_What is needed_
Present each line of the entries below that holds the word "tokens".

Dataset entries
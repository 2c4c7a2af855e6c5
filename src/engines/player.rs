//! Player abstraction shared by the computer and human sides of a game.
//!
//! A game driver asks the side to move for a `PlayerCommand` and does not
//! care whether a search or a person produced it.

use std::fmt;
use std::str::FromStr;

use crate::errors::{EngineError, EngineResult};
use crate::game_state::game_state::GameState;

#[derive(Debug, Clone, Copy, PartialEq, Eq)]
pub enum DrawRule {
    FiftyMove,
    Repetition,
}

/// A draw claim, made either right away or after playing `move_text`.
#[derive(Debug, Clone, PartialEq, Eq)]
pub struct DrawClaim {
    pub rule: DrawRule,
    pub move_text: Option<String>,
}

#[derive(Debug, Clone, PartialEq, Eq)]
pub enum PlayerCommand {
    /// A move in short algebraic notation.
    Move(String),
    /// The side to move has no legal move; hand control to the other side.
    Swap,
    ClaimDraw(DrawClaim),
}

impl fmt::Display for DrawClaim {
    fn fmt(&self, f: &mut fmt::Formatter<'_>) -> fmt::Result {
        f.write_str(match self.rule {
            DrawRule::FiftyMove => "draw 50",
            DrawRule::Repetition => "draw rep",
        })?;
        if let Some(mv) = &self.move_text {
            write!(f, " {mv}")?;
        }
        Ok(())
    }
}

impl fmt::Display for PlayerCommand {
    fn fmt(&self, f: &mut fmt::Formatter<'_>) -> fmt::Result {
        match self {
            PlayerCommand::Move(mv) => f.write_str(mv),
            PlayerCommand::Swap => f.write_str("swap"),
            PlayerCommand::ClaimDraw(claim) => claim.fmt(f),
        }
    }
}

impl FromStr for PlayerCommand {
    type Err = EngineError;

    /// Parse the text form produced by `Display`. Move text is not checked
    /// against any position here.
    fn from_str(s: &str) -> Result<Self, Self::Err> {
        let mut tokens = s.split_whitespace();
        let invalid = |reason: &str| EngineError::InvalidMoveText {
            text: s.trim().to_owned(),
            reason: reason.to_owned(),
        };

        let command = match tokens.next() {
            None => return Err(invalid("empty command")),
            Some("swap") => PlayerCommand::Swap,
            Some("draw") => {
                let rule = match tokens.next() {
                    Some("50") => DrawRule::FiftyMove,
                    Some("rep") => DrawRule::Repetition,
                    _ => return Err(invalid("draw claims are 'draw 50' or 'draw rep'")),
                };
                PlayerCommand::ClaimDraw(DrawClaim {
                    rule,
                    move_text: tokens.next().map(str::to_owned),
                })
            }
            Some(mv) => PlayerCommand::Move(mv.to_owned()),
        };

        if tokens.next().is_some() {
            return Err(invalid("trailing text"));
        }
        Ok(command)
    }
}

pub trait Player: Send {
    /// Decide what to do in `game_state`.
    ///
    /// `history` lists the game positions before `game_state`, oldest first.
    fn get_command(
        &mut self,
        game_state: &GameState,
        draw_offer: bool,
        history: &[GameState],
    ) -> EngineResult<PlayerCommand>;

    fn is_human_player(&self) -> bool;

    fn use_book(&mut self, enabled: bool);

    /// `None` leaves a limit open.
    fn time_limit(&mut self, min_time_ms: Option<u64>, max_time_ms: Option<u64>, random_mode: bool);

    fn clear_tt(&mut self);
}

_Output below_
        let mut tokens = s.split_whitespace();
        let command = match tokens.next() {
                let rule = match tokens.next() {
                    move_text: tokens.next().map(str::to_owned),
        if tokens.next().is_some() {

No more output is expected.